**PROBLEM REQUIREMENTS:** Each line from the start of the records through the line containing "pub const LOG_LEVEL_KEY: &str" is to be transcribed exactly, and no other line is to be included.

**Stored data:**

//! Class-level defaults: the value every setting has until an instance
//! overrides it.

use std::collections::BTreeMap;
use std::fmt;
use std::rc::Rc;

use super::data;
use super::gate::is_pypy;
use super::value::{shared, SettingValue};
use super::{render_settings, ClassAttr, ConfError};
use crate::intercept::log_level::LogLevelControl;
use crate::intercept::prompt::{prompt_changer, NoTheme, DEFAULT_PROMPT};
use crate::intercept::Interceptor;
use crate::registry::{CommandsList, FieldGroupRegistry, LayersList, NumericTypeRegistry};

/// Private key holding the log level on each configuration.
pub const LOG_LEVEL_KEY: &str = "_logLevel";

/// Paths (or names on `PATH`) of the external programs the toolkit launches.
#[derive(Debug, Clone, PartialEq, Eq)]
pub struct ProgPath {
    pub pdfreader: String,
    pub psreader: String,
    pub dot: String,
    pub display: String,
    pub tcpdump: String,
    pub tcpreplay: String,
    pub hexedit: String,
    pub tshark: String,
    pub wireshark: String,
    pub ifconfig: String,
    pub powershell: Option<String>,
}

impl Default for ProgPath {
    fn default() -> Self {
        Self {
            pdfreader: "acroread".into(),
            psreader: "gv".into(),
            dot: "dot".into(),
            display: "display".into(),
            tcpdump: "tcpdump".into(),
            tcpreplay: "tcpreplay".into(),
            hexedit: "hexer".into(),
            tshark: "tshark".into(),
            wireshark: "wireshark".into(),
            ifconfig: "ifconfig".into(),
            powershell: None,
        }
    }
}

impl ProgPath {
    /// Returns the path configured for program `name`.
    pub fn get(&self, name: &str) -> Option<Option<&str>> {
        let path = match name {
            "pdfreader" => &self.pdfreader,
            "psreader" => &self.psreader,
            "dot" => &self.dot,
            "display" => &self.display,
            "tcpdump" => &self.tcpdump,
            "tcpreplay" => &self.tcpreplay,
            "hexedit" => &self.hexedit,
            "tshark" => &self.tshark,
            "wireshark" => &self.wireshark,
            "ifconfig" => &self.ifconfig,
            "powershell" => return Some(self.powershell.as_deref()),
            _ => return None,
        };
        Some(Some(path.as_str()))
    }

    /// Sets the path of program `name`; `None` marks it unavailable.
    ///
    /// # Errors
    ///
    /// Returns [`ConfError::UnknownSetting`] for unknown program names, and
    /// [`ConfError::TypeMismatch`] when `None` is given for a program that must
    /// have a path.
    pub fn set(&mut self, name: &str, path: Option<String>) -> Result<(), ConfError> {
        if name == "powershell" {
            self.powershell = path;
            return Ok(());
        }
        let slot = self.required_slot(name)?;
        *slot = path.ok_or_else(|| ConfError::TypeMismatch {
            name: name.to_string(),
            expected: "str",
            found: "none",
        })?;
        Ok(())
    }

    fn required_slot(&mut self, name: &str) -> Result<&mut String, ConfError> {
        Ok(match name {
            "pdfreader" => &mut self.pdfreader,
            "psreader" => &mut self.psreader,
            "dot" => &mut self.dot,
            "display" => &mut self.display,
            "tcpdump" => &mut self.tcpdump,
            "tcpreplay" => &mut self.tcpreplay,
            "hexedit" => &mut self.hexedit,
            "tshark" => &mut self.tshark,
            "wireshark" => &mut self.wireshark,
            "ifconfig" => &mut self.ifconfig,
            other => return Err(ConfError::UnknownSetting(other.to_string())),
        })
    }

    /// `(name, value)` pairs sorted by name.
    fn entries(&self) -> Vec<(&'static str, SettingValue)> {
        vec![
            ("display", self.display.as_str().into()),
            ("dot", self.dot.as_str().into()),
            ("hexedit", self.hexedit.as_str().into()),
            ("ifconfig", self.ifconfig.as_str().into()),
            ("pdfreader", self.pdfreader.as_str().into()),
            ("powershell", self.powershell.as_deref().into()),
            ("psreader", self.psreader.as_str().into()),
            ("tcpdump", self.tcpdump.as_str().into()),
            ("tcpreplay", self.tcpreplay.as_str().into()),
            ("tshark", self.tshark.as_str().into()),
            ("wireshark", self.wireshark.as_str().into()),
        ]
    }
}

impl fmt::Display for ProgPath {
    fn fmt(&self, f: &mut fmt::Formatter<'_>) -> fmt::Result {
        let entries = self.entries();
        f.write_str(&render_settings(
            entries.iter().map(|(name, value)| (*name, value.to_string())),
        ))
    }
}

fn value(v: impl Into<SettingValue>) -> ClassAttr {
    ClassAttr::Value(v.into())
}

fn empty_list() -> ClassAttr {
    ClassAttr::Value(SettingValue::List(Vec::new()))
}

fn empty_map() -> ClassAttr {
    ClassAttr::Value(SettingValue::Map(BTreeMap::new()))
}

/// Builds the class-level table of a fresh configuration class.
pub(crate) fn class_attrs() -> BTreeMap<&'static str, ClassAttr> {
    let none = || ClassAttr::Value(SettingValue::None);
    let mut attrs: BTreeMap<&'static str, ClassAttr> = BTreeMap::new();

    // Identity and session
    attrs.insert("version", value(env!("CARGO_PKG_VERSION")));
    attrs.insert("session", value(""));
    attrs.insert("interactive", value(false));
    attrs.insert("interactive_shell", value(""));
    attrs.insert("stealth", value("not implemented"));
    attrs.insert("histfile", value("/dev/null"));

    // Interfaces and sockets
    attrs.insert("iface", none());
    attrs.insert("iface6", none());
    attrs.insert("L3socket", none());
    attrs.insert("L2socket", none());
    attrs.insert("L2listen", none());
    attrs.insert("BTsocket", none());
    attrs.insert("promisc", value(1));
    attrs.insert("sniff_promisc", value(1));
    attrs.insert("except_filter", value(""));
    attrs.insert("min_pkt_size", value(60));
    attrs.insert("auto_fragment", value(1));
    attrs.insert("ipv6_enabled", value(true));

    // Answer matching
    attrs.insert("checkIPID", value(0));
    attrs.insert("checkIPsrc", value(1));
    attrs.insert("checkIPaddr", value(1));
    attrs.insert("checkIPinIP", value(true));
    attrs.insert("check_TCPerror_seqack", value(0));

    // Output and debugging
    attrs.insert("verb", value(2));
    attrs.insert("padding", value(1));
    attrs.insert("raw_layer", none());
    attrs.insert("raw_summary", value(false));
    attrs.insert("default_l2", none());
    attrs.insert("debug_match", value(0));
    attrs.insert("debug_tls", value(0));
    attrs.insert("debug_dissector", value(0));
    attrs.insert("warning_threshold", value(5));
    attrs.insert("fancy_prompt", value(true));
    attrs.insert("auto_crop_tables", value(true));
    attrs.insert("wepkey", value(""));

    // Registries
    attrs.insert("layers", ClassAttr::Value(SettingValue::Layers(shared(LayersList::new()))));
    attrs.insert("commands", ClassAttr::Value(SettingValue::Commands(shared(CommandsList::new()))));
    attrs.insert("l2types", ClassAttr::Value(SettingValue::NumericRegistry(shared(NumericTypeRegistry::new()))));
    attrs.insert("l3types", ClassAttr::Value(SettingValue::NumericRegistry(shared(NumericTypeRegistry::new()))));
    attrs.insert("resolve", ClassAttr::Value(SettingValue::FieldGroup(shared(FieldGroupRegistry::resolve()))));
    attrs.insert("noenum", ClassAttr::Value(SettingValue::FieldGroup(shared(FieldGroupRegistry::resolve()))));
    attrs.insert("emph", ClassAttr::Value(SettingValue::FieldGroup(shared(FieldGroupRegistry::emphasize()))));
    attrs.insert("prog", ClassAttr::Value(SettingValue::Prog(shared(ProgPath::default()))));

    // Caches and state owned by other subsystems
    attrs.insert("cache_iflist", empty_map());
    attrs.insert("cache_ipaddrs", empty_map());
    attrs.insert("route", none());
    attrs.insert("route6", none());
    attrs.insert("netcache", none());
    attrs.insert("geoip_city", none());
    attrs.insert("manufdb", none());
    attrs.insert("contribs", empty_map());
    attrs.insert("temp_files", empty_list());
    attrs.insert("load_layers", empty_list());
    attrs.insert("stats_classic_protocols", empty_list());
    attrs.insert("stats_dot11_protocols", empty_list());
    attrs.insert("extensions_paths", value("."));

    // Number tables
    attrs.insert("ethertypes", ClassAttr::Value(SettingValue::Table(data::ether_types())));
    attrs.insert("protocols", ClassAttr::Value(SettingValue::Table(data::ip_protos())));
    attrs.insert("services_tcp", ClassAttr::Value(SettingValue::Table(data::tcp_services())));
    attrs.insert("services_udp", ClassAttr::Value(SettingValue::Table(data::udp_services())));

    // Capabilities
    attrs.insert("use_pypy", value(is_pypy()));
    attrs.insert("use_pcap", value(false));
    attrs.insert("use_dnet", value(false));
    attrs.insert("use_bpf", value(false));
    attrs.insert("use_winpcapy", value(false));
    attrs.insert("use_npcap", value(false));
    attrs.insert("crypto_valid", value(false));
    attrs.insert("crypto_valid_advanced", value(false));

    // Intercepted attributes
    attrs.insert(
        "prompt",
        ClassAttr::Intercepted(Interceptor::new("prompt", DEFAULT_PROMPT.into(), prompt_changer)),
    );
    attrs.insert(
        "color_theme",
        ClassAttr::Intercepted(Interceptor::new(
            "color_theme",
            SettingValue::Theme(Rc::new(NoTheme)),
            prompt_changer,
        )),
    );
    attrs.insert("logLevel", ClassAttr::LogLevel(LogLevelControl::new(LOG_LEVEL_KEY)));

    attrs
}

#[cfg(test)]
mod tests {
    use super::*;

    #[test]
    fn test_prog_path_defaults() {
        let prog = ProgPath::default();
        assert_eq!(prog.get("tcpdump"), Some(Some("tcpdump")));
        assert_eq!(prog.get("hexedit"), Some(Some("hexer")));
        assert_eq!(prog.get("powershell"), Some(None));
        assert_eq!(prog.get("emacs"), None);
    }

    #[test]
    fn test_prog_path_set_updates_named_program() {
        let mut prog = ProgPath::default();
        prog.set("tcpdump", Some("/usr/sbin/tcpdump".into())).unwrap();
        prog.set("powershell", Some("pwsh".into())).unwrap();
        assert_eq!(prog.tcpdump, "/usr/sbin/tcpdump");
        assert_eq!(prog.powershell.as_deref(), Some("pwsh"));
    }

    #[test]
    fn test_prog_path_set_rejects_unknown_program_and_missing_path() {
        let mut prog = ProgPath::default();
        assert_eq!(
            prog.set("emacs", Some("emacs".into())),
            Err(ConfError::UnknownSetting("emacs".into()))
        );
        assert!(matches!(
            prog.set("dot", None),
            Err(ConfError::TypeMismatch { .. })
        ));
        assert_eq!(prog.dot, "dot");
    }

    #[test]
    fn test_prog_path_display_uses_settings_layout() {
        let dump = ProgPath::default().to_string();
        let first = dump.lines().next().unwrap();
        assert_eq!(first, "display    = 'display'");
        assert!(dump.contains("powershell = None"));
        assert_eq!(dump.lines().count(), 11);
    }

    #[test]
    fn test_class_table_declares_public_names_only() {
        let attrs = class_attrs();
        assert!(attrs.keys().all(|k| !k.starts_with('_')));
        assert!(attrs.contains_key("logLevel"));
        assert!(attrs.len() > 60);
    }
}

**EXPECTED ANSWER:**
//! Class-level defaults: the value every setting has until an instance
//! overrides it.

use std::collections::BTreeMap;
use std::fmt;
use std::rc::Rc;

use super::data;
use super::gate::is_pypy;
use super::value::{shared, SettingValue};
use super::{render_settings, ClassAttr, ConfError};
use crate::intercept::log_level::LogLevelControl;
use crate::intercept::prompt::{prompt_changer, NoTheme, DEFAULT_PROMPT};
use crate::intercept::Interceptor;
use crate::registry::{CommandsList, FieldGroupRegistry, LayersList, NumericTypeRegistry};

/// Private key holding the log level on each configuration.
pub const LOG_LEVEL_KEY: &str = "_logLevel";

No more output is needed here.